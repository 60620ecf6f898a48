//! Configuration file loading and environment overrides
//!
//! Precedence (low to high):
//! 1. Built-in defaults
//! 2. `lodestone.yaml` in the working directory, else `~/.lodestone/config.yaml`
//! 3. Environment variables (`LODESTONE_*`)
//! 4. An explicit `--config` path replaces step 2

use crate::error::{Error, Result};
use camino::{Utf8Path, Utf8PathBuf};
use serde::{Deserialize, Serialize};
use std::collections::BTreeMap;
use std::env;
use std::fs;
use tracing::debug;

/// Configuration file names to search for in the working directory
const CONFIG_FILE_NAMES: &[&str] = &["lodestone.yaml", "lodestone.yml"];

/// Environment variable overriding the data directory
pub const ENV_DATA_DIR: &str = "LODESTONE_DATA_DIR";

/// Environment variable overriding the reported server version
pub const ENV_SERVER_VERSION: &str = "LODESTONE_SERVER_VERSION";

/// Server version assumed when none is configured
const DEFAULT_SERVER_VERSION: &str = "5.0.0";

/// Loaded Lodestone configuration
#[derive(Debug, Clone, PartialEq, Serialize, Deserialize)]
pub struct LodestoneConfig {
    /// Directory holding content packs, installation records, and platform state
    #[serde(default = "default_data_dir")]
    pub data_dir: Utf8PathBuf,

    /// Version of the platform the packs are installed into
    #[serde(default = "default_server_version")]
    pub server_version: String,

    /// Installed plugins and their versions
    #[serde(default)]
    pub plugins: BTreeMap<String, String>,
}

fn default_data_dir() -> Utf8PathBuf {
    dirs::home_dir()
        .and_then(|home| Utf8PathBuf::from_path_buf(home).ok())
        .map(|home| home.join(".lodestone"))
        .unwrap_or_else(|| Utf8PathBuf::from(".lodestone"))
}

fn default_server_version() -> String {
    DEFAULT_SERVER_VERSION.to_string()
}

impl Default for LodestoneConfig {
    fn default() -> Self {
        Self {
            data_dir: default_data_dir(),
            server_version: default_server_version(),
            plugins: BTreeMap::new(),
        }
    }
}

impl LodestoneConfig {
    /// Load configuration from the given path, or search for one
    ///
    /// An explicit path must exist. Without one, a missing file falls back
    /// to defaults.
    pub fn load(path: Option<&Utf8Path>) -> Result<Self> {
        let config = match path {
            Some(p) => Self::load_file(p)?,
            None => match Self::find_config() {
                Some(p) => Self::load_file(&p)?,
                None => {
                    debug!("No configuration file found, using defaults");
                    Self::default()
                }
            },
        };

        let config = config.apply_env_overrides();
        config.validate()?;
        Ok(config)
    }

    fn load_file(path: &Utf8Path) -> Result<Self> {
        debug!("Loading configuration from {}", path);
        let content = fs::read_to_string(path).map_err(|e| {
            if e.kind() == std::io::ErrorKind::NotFound {
                Error::config_not_found(path.as_str())
            } else {
                Error::Io(e)
            }
        })?;

        if content.trim().is_empty() {
            return Ok(Self::default());
        }
        Ok(serde_yaml_ng::from_str(&content)?)
    }

    /// Search the working directory, then the home directory
    fn find_config() -> Option<Utf8PathBuf> {
        let cwd = env::current_dir()
            .ok()
            .and_then(|p| Utf8PathBuf::from_path_buf(p).ok());

        if let Some(cwd) = cwd {
            for name in CONFIG_FILE_NAMES {
                let candidate = cwd.join(name);
                if candidate.exists() {
                    return Some(candidate);
                }
            }
        }

        let home_config = default_data_dir().join("config.yaml");
        home_config.exists().then_some(home_config)
    }

    fn apply_env_overrides(mut self) -> Self {
        if let Ok(dir) = env::var(ENV_DATA_DIR) {
            if !dir.trim().is_empty() {
                self.data_dir = Utf8PathBuf::from(dir);
            }
        }
        if let Ok(version) = env::var(ENV_SERVER_VERSION) {
            if !version.trim().is_empty() {
                self.server_version = version.trim().to_string();
            }
        }
        self
    }

    fn validate(&self) -> Result<()> {
        semver::Version::parse(&self.server_version).map_err(|e| {
            Error::invalid_config(format!(
                "server_version '{}' is not a semantic version: {}",
                self.server_version, e
            ))
        })?;

        for (plugin, version) in &self.plugins {
            semver::Version::parse(version).map_err(|e| {
                Error::invalid_config(format!(
                    "plugin '{}' version '{}' is not a semantic version: {}",
                    plugin, version, e
                ))
            })?;
        }
        Ok(())
    }

    /// Directory scanned for content pack files
    pub fn content_packs_dir(&self) -> Utf8PathBuf {
        self.data_dir.join("content-packs")
    }

    /// File holding installation records
    pub fn installations_path(&self) -> Utf8PathBuf {
        self.data_dir.join("installations.json")
    }

    /// File holding the reference platform's live objects
    pub fn platform_state_path(&self) -> Utf8PathBuf {
        self.data_dir.join("platform.json")
    }
}
//! Persisted record of a completed content pack installation

use chrono::{DateTime, Utc};
use serde::{Deserialize, Serialize};
use std::collections::BTreeMap;

use super::{ModelId, NativeEntityDescriptor, Parameters, ValueReference};

/// Snapshot of what an install requested and which live objects it produced
///
/// The record is never updated after it is written; drift between it and
/// the live objects is detected by re-deriving state, not by mutation.
#[derive(Debug, Clone, PartialEq, Serialize, Deserialize)]
pub struct ContentPackInstallation {
    pub id: String,
    pub content_pack_id: ModelId,
    pub content_pack_revision: u32,
    pub parameters: BTreeMap<String, ValueReference>,
    /// Live objects in creation order
    #[serde(default)]
    pub entities: Vec<NativeEntityDescriptor>,
    #[serde(default)]
    pub comment: String,
    pub created_at: DateTime<Utc>,
    pub created_by: String,
}

impl ContentPackInstallation {
    /// Build a record for a successful install with a fresh id
    pub fn new(
        content_pack_id: ModelId,
        content_pack_revision: u32,
        parameters: Parameters,
        entities: Vec<NativeEntityDescriptor>,
        comment: impl Into<String>,
        created_by: impl Into<String>,
    ) -> Self {
        Self {
            id: uuid::Uuid::new_v4().to_string(),
            content_pack_id,
            content_pack_revision,
            parameters: parameters.into_inner(),
            entities,
            comment: comment.into(),
            created_at: Utc::now(),
            created_by: created_by.into(),
        }
    }
}

#[cfg(test)]
mod tests {
    use super::*;
    use crate::types::model_types;

    #[test]
    fn test_record_serializes_expected_layout() {
        let native = NativeEntityDescriptor::create(
            ModelId::from("o1"),
            "5c1f",
            model_types::output(),
            "o1",
            false,
        );
        let record = ContentPackInstallation::new(
            ModelId::from("cp-1"),
            1,
            Parameters::default(),
            vec![native],
            "c",
            "u",
        );

        let json = serde_json::to_value(&record).unwrap();
        for key in [
            "id",
            "content_pack_id",
            "content_pack_revision",
            "parameters",
            "entities",
            "comment",
            "created_at",
            "created_by",
        ] {
            assert!(json.get(key).is_some(), "missing key {}", key);
        }
        assert_eq!(json["content_pack_id"], "cp-1");

        let back: ContentPackInstallation = serde_json::from_value(json).unwrap();
        assert_eq!(back, record);
    }

    #[test]
    fn test_ids_are_unique() {
        let record = || {
            let parameters = Parameters::default();
            ContentPackInstallation::new(ModelId::from("cp"), 1, parameters, vec![], "", "u")
        };
        let a = record();
        let b = record();
        assert_ne!(a.id, b.id);
    }
}
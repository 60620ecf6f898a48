//! Entity identity, payload trees, and live-object handles

use serde::{Deserialize, Serialize};
use std::collections::{BTreeMap, BTreeSet};

use super::ValueReference;

/// Identifier of an entity inside a content pack or on the platform
#[derive(Debug, Clone, PartialEq, Eq, Hash, PartialOrd, Ord, Serialize, Deserialize)]
#[serde(transparent)]
pub struct ModelId(String);

impl ModelId {
    pub fn new(id: impl Into<String>) -> Self {
        Self(id.into())
    }

    pub fn as_str(&self) -> &str {
        &self.0
    }
}

impl From<&str> for ModelId {
    fn from(id: &str) -> Self {
        Self(id.to_string())
    }
}

impl From<String> for ModelId {
    fn from(id: String) -> Self {
        Self(id)
    }
}

impl std::fmt::Display for ModelId {
    fn fmt(&self, f: &mut std::fmt::Formatter<'_>) -> std::fmt::Result {
        write!(f, "{}", self.0)
    }
}

/// Entity model type together with its schema version
#[derive(Debug, Clone, PartialEq, Eq, Hash, PartialOrd, Ord, Serialize, Deserialize)]
pub struct ModelType {
    pub name: String,
    pub version: String,
}

impl ModelType {
    pub fn of(name: impl Into<String>, version: impl Into<String>) -> Self {
        Self {
            name: name.into(),
            version: version.into(),
        }
    }
}

impl std::fmt::Display for ModelType {
    fn fmt(&self, f: &mut std::fmt::Formatter<'_>) -> std::fmt::Result {
        write!(f, "{}:{}", self.name, self.version)
    }
}

/// Model types shipped with the reference catalogs
pub mod model_types {
    use super::ModelType;

    pub const INPUT: &str = "input";
    pub const OUTPUT: &str = "output";
    pub const STREAM: &str = "stream";
    pub const PIPELINE_RULE: &str = "pipeline_rule";
    pub const GROK_PATTERN: &str = "grok_pattern";

    pub fn input() -> ModelType {
        ModelType::of(INPUT, "1")
    }

    pub fn output() -> ModelType {
        ModelType::of(OUTPUT, "1")
    }

    pub fn stream() -> ModelType {
        ModelType::of(STREAM, "1")
    }

    pub fn pipeline_rule() -> ModelType {
        ModelType::of(PIPELINE_RULE, "1")
    }

    pub fn grok_pattern() -> ModelType {
        ModelType::of(GROK_PATTERN, "1")
    }
}

/// Identity key of an entity: graph node, cross-reference target, and reuse key
///
/// Ordered by model type, then id.
#[derive(Debug, Clone, PartialEq, Eq, Hash, PartialOrd, Ord, Serialize, Deserialize)]
pub struct EntityDescriptor {
    #[serde(rename = "type")]
    pub model_type: ModelType,
    pub id: ModelId,
}

impl EntityDescriptor {
    pub fn new(id: ModelId, model_type: ModelType) -> Self {
        Self { id, model_type }
    }
}

impl std::fmt::Display for EntityDescriptor {
    fn fmt(&self, f: &mut std::fmt::Formatter<'_>) -> std::fmt::Result {
        write!(f, "{}/{}", self.model_type, self.id)
    }
}

/// Payload object: field name to reference node
pub type ReferenceMap = BTreeMap<String, Reference>;

/// One node of an entity payload tree
#[derive(Debug, Clone, PartialEq, Serialize, Deserialize)]
#[serde(untagged)]
pub enum Reference {
    /// Cross-reference to another entity of the same pack
    Entity {
        #[serde(rename = "@entity")]
        entity: EntityDescriptor,
    },
    /// Literal or parameter placeholder
    Value(ValueReference),
    /// Ordered collection
    List(Vec<Reference>),
    /// Nested object
    Map(ReferenceMap),
}

impl Reference {
    pub fn entity(descriptor: EntityDescriptor) -> Self {
        Self::Entity { entity: descriptor }
    }

    /// Collect every entity descriptor referenced at any depth below this node
    pub fn collect_references(&self, found: &mut BTreeSet<EntityDescriptor>) {
        match self {
            Reference::Entity { entity } => {
                found.insert(entity.clone());
            }
            Reference::Value(_) => {}
            Reference::List(items) => {
                for item in items {
                    item.collect_references(found);
                }
            }
            Reference::Map(map) => {
                for value in map.values() {
                    value.collect_references(found);
                }
            }
        }
    }
}

impl From<ValueReference> for Reference {
    fn from(value: ValueReference) -> Self {
        Self::Value(value)
    }
}

/// An entity definition inside a content pack
#[derive(Debug, Clone, PartialEq, Serialize, Deserialize)]
pub struct Entity {
    pub id: ModelId,
    #[serde(rename = "type")]
    pub model_type: ModelType,
    #[serde(default)]
    pub data: ReferenceMap,
}

impl Entity {
    pub fn new(id: impl Into<ModelId>, model_type: ModelType, data: ReferenceMap) -> Self {
        Self {
            id: id.into(),
            model_type,
            data,
        }
    }

    pub fn descriptor(&self) -> EntityDescriptor {
        EntityDescriptor::new(self.id.clone(), self.model_type.clone())
    }

    /// Descriptors of all other entities this one references from its payload
    pub fn references(&self) -> BTreeSet<EntityDescriptor> {
        let mut found = BTreeSet::new();
        for value in self.data.values() {
            value.collect_references(&mut found);
        }
        found
    }
}

/// Lightweight browsing view of a live object
#[derive(Debug, Clone, PartialEq, Eq, Hash, PartialOrd, Ord, Serialize, Deserialize)]
pub struct EntityExcerpt {
    pub id: ModelId,
    #[serde(rename = "type")]
    pub model_type: ModelType,
    pub title: String,
}

/// Handle to a live platform object created or reused for a pack entity
#[derive(Debug, Clone, PartialEq, Eq, Hash, Serialize, Deserialize)]
pub struct NativeEntityDescriptor {
    /// Entity id inside the content pack
    pub content_pack_entity_id: ModelId,
    /// Id of the live object on the platform
    pub id: ModelId,
    #[serde(rename = "type")]
    pub model_type: ModelType,
    pub title: String,
    /// Existing object that was reused rather than created
    #[serde(default)]
    pub found_on_system: bool,
}

impl NativeEntityDescriptor {
    pub fn create(
        content_pack_entity_id: ModelId,
        id: impl Into<ModelId>,
        model_type: ModelType,
        title: impl Into<String>,
        found_on_system: bool,
    ) -> Self {
        Self {
            content_pack_entity_id,
            id: id.into(),
            model_type,
            title: title.into(),
            found_on_system,
        }
    }

    /// Descriptor of the pack entity this object was installed for
    pub fn entity_descriptor(&self) -> EntityDescriptor {
        EntityDescriptor::new(
            self.content_pack_entity_id.clone(),
            self.model_type.clone(),
        )
    }
}

impl std::fmt::Display for NativeEntityDescriptor {
    fn fmt(&self, f: &mut std::fmt::Formatter<'_>) -> std::fmt::Result {
        write!(f, "{} '{}' ({})", self.model_type, self.title, self.id)
    }
}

_ _ _ _ _ _ _

◆ Instructions for the task
Go through the records above, find every line with the word "trim", and list those lines.

◆ Response below
        if content.trim().is_empty() {
            if !dir.trim().is_empty() {
            if !version.trim().is_empty() {
                self.server_version = version.trim().to_string();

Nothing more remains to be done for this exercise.